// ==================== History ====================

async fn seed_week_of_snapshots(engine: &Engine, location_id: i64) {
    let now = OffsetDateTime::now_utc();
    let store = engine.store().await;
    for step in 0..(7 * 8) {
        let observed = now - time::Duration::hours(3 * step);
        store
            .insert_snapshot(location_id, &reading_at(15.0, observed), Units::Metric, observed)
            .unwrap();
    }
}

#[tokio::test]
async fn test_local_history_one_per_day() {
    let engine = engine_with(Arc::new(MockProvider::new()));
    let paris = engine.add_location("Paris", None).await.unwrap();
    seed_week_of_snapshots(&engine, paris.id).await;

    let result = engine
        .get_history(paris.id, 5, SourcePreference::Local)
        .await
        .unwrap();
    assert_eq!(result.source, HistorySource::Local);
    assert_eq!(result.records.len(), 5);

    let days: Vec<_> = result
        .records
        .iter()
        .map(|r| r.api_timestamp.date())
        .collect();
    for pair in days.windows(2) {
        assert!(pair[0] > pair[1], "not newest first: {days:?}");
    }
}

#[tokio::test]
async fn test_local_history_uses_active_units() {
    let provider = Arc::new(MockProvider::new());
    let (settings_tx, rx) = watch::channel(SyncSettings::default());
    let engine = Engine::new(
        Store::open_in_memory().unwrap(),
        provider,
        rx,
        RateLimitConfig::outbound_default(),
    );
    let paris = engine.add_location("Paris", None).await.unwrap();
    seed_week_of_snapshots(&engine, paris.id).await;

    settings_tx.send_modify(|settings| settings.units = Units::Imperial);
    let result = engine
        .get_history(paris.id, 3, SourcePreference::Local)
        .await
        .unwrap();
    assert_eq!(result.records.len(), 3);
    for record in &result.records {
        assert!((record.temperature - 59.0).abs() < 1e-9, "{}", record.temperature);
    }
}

* * *

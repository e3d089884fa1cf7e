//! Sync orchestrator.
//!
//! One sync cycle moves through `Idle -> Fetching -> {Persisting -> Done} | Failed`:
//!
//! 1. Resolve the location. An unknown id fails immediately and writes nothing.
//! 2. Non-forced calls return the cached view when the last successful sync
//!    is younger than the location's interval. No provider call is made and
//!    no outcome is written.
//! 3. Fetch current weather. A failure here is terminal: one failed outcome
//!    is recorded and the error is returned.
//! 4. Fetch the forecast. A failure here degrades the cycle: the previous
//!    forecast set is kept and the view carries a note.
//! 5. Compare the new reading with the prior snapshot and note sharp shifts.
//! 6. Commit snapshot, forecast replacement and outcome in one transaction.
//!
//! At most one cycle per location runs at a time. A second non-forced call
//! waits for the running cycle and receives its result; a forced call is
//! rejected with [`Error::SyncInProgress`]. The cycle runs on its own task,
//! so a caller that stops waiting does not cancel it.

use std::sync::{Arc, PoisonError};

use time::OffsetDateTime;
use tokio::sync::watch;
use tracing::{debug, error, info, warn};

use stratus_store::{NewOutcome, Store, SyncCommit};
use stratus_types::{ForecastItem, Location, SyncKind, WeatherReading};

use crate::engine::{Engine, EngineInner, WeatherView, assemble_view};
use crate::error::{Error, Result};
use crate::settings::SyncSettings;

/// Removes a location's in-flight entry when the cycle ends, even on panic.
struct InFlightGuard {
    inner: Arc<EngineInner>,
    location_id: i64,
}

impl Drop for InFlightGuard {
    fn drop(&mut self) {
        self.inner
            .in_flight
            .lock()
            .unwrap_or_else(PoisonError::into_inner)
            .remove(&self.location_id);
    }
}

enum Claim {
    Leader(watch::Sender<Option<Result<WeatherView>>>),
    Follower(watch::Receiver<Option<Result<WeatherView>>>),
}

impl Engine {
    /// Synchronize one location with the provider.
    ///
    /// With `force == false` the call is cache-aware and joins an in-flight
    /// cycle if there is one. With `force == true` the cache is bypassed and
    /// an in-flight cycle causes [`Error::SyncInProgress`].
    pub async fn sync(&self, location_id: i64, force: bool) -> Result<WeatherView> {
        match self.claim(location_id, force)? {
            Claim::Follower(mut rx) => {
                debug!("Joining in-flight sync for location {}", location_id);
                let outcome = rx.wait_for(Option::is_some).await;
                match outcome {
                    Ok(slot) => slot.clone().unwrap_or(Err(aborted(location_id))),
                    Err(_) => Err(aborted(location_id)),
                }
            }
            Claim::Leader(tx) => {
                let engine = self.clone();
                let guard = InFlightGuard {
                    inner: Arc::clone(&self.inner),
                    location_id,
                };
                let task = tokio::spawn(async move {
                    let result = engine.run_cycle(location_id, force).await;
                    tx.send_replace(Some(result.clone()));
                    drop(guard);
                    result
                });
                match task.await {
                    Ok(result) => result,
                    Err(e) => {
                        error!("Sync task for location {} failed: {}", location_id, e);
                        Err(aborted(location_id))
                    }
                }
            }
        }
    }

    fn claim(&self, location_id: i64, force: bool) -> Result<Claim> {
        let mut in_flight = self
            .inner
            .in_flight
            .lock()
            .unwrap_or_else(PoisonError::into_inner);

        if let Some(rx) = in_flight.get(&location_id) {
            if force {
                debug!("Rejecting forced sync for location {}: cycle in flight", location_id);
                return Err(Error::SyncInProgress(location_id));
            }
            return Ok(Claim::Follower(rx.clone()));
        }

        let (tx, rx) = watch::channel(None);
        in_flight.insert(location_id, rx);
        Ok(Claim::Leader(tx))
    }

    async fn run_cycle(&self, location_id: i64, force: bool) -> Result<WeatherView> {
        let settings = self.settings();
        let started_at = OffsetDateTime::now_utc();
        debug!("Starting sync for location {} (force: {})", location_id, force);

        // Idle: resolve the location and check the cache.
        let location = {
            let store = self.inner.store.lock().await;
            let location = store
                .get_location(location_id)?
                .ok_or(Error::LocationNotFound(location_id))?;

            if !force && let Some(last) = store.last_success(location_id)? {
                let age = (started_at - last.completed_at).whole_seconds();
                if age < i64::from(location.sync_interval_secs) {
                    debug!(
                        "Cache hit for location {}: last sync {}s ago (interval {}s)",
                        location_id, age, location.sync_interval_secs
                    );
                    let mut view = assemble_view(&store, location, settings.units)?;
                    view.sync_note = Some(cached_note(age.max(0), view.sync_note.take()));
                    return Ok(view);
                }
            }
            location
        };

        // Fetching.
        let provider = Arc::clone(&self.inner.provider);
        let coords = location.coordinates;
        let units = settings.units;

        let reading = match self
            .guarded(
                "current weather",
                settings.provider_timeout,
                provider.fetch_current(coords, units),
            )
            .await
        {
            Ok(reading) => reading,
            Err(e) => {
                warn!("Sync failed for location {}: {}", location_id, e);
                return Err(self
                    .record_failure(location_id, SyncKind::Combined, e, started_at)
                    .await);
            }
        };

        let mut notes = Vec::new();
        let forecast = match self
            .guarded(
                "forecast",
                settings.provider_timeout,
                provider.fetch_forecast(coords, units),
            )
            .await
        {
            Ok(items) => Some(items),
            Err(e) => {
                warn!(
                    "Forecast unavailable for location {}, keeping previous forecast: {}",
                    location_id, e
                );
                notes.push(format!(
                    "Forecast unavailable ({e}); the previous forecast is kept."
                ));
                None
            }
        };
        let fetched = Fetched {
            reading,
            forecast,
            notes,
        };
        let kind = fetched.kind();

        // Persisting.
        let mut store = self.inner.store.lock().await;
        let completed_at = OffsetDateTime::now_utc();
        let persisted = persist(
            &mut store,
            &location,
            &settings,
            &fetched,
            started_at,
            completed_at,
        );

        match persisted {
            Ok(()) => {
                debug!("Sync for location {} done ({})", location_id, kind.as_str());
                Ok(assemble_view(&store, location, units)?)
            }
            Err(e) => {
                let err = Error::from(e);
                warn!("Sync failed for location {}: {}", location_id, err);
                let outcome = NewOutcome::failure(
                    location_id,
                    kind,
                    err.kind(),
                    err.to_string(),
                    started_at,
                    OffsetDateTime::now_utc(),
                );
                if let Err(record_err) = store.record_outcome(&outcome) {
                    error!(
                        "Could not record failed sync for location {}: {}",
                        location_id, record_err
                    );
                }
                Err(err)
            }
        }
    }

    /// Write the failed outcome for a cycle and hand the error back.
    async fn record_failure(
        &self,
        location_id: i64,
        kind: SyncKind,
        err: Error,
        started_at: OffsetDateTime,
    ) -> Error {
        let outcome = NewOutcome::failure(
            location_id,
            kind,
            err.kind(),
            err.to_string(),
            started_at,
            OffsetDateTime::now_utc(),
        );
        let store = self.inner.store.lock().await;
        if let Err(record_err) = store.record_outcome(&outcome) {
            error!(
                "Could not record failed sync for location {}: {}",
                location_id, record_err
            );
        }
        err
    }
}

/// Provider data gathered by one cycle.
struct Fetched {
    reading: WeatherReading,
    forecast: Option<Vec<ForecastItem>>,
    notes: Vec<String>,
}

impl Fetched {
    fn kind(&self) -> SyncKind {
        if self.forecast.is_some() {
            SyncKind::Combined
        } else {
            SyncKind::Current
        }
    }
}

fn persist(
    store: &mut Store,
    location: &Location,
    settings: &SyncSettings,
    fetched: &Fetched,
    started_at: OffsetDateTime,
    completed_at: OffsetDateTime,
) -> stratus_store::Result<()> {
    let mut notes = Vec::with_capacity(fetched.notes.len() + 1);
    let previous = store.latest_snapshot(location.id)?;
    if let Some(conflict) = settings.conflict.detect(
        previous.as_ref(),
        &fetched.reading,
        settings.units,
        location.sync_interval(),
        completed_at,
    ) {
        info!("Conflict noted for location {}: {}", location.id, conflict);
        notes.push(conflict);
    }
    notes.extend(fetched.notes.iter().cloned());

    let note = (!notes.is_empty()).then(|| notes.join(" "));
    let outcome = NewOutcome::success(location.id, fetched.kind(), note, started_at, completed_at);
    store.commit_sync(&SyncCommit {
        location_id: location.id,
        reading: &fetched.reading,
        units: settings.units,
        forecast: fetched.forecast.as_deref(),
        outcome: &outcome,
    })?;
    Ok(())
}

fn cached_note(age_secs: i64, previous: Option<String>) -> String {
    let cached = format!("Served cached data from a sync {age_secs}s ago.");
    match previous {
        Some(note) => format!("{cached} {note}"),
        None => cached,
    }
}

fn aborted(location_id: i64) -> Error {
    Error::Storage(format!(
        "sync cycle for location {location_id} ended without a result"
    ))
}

- [WORK ITEM]: Take the entries above and return only the lines from the one with "let mut in_flight = self" to the one with "let settings = self.settings();", both included, unchanged.

- [ANSWER]:
        let mut in_flight = self
            .inner
            .in_flight
            .lock()
            .unwrap_or_else(PoisonError::into_inner);

        if let Some(rx) = in_flight.get(&location_id) {
            if force {
                debug!("Rejecting forced sync for location {}: cycle in flight", location_id);
                return Err(Error::SyncInProgress(location_id));
            }
            return Ok(Claim::Follower(rx.clone()));
        }

        let (tx, rx) = watch::channel(None);
        in_flight.insert(location_id, rx);
        Ok(Claim::Leader(tx))
    }

    async fn run_cycle(&self, location_id: i64, force: bool) -> Result<WeatherView> {
        let settings = self.settings();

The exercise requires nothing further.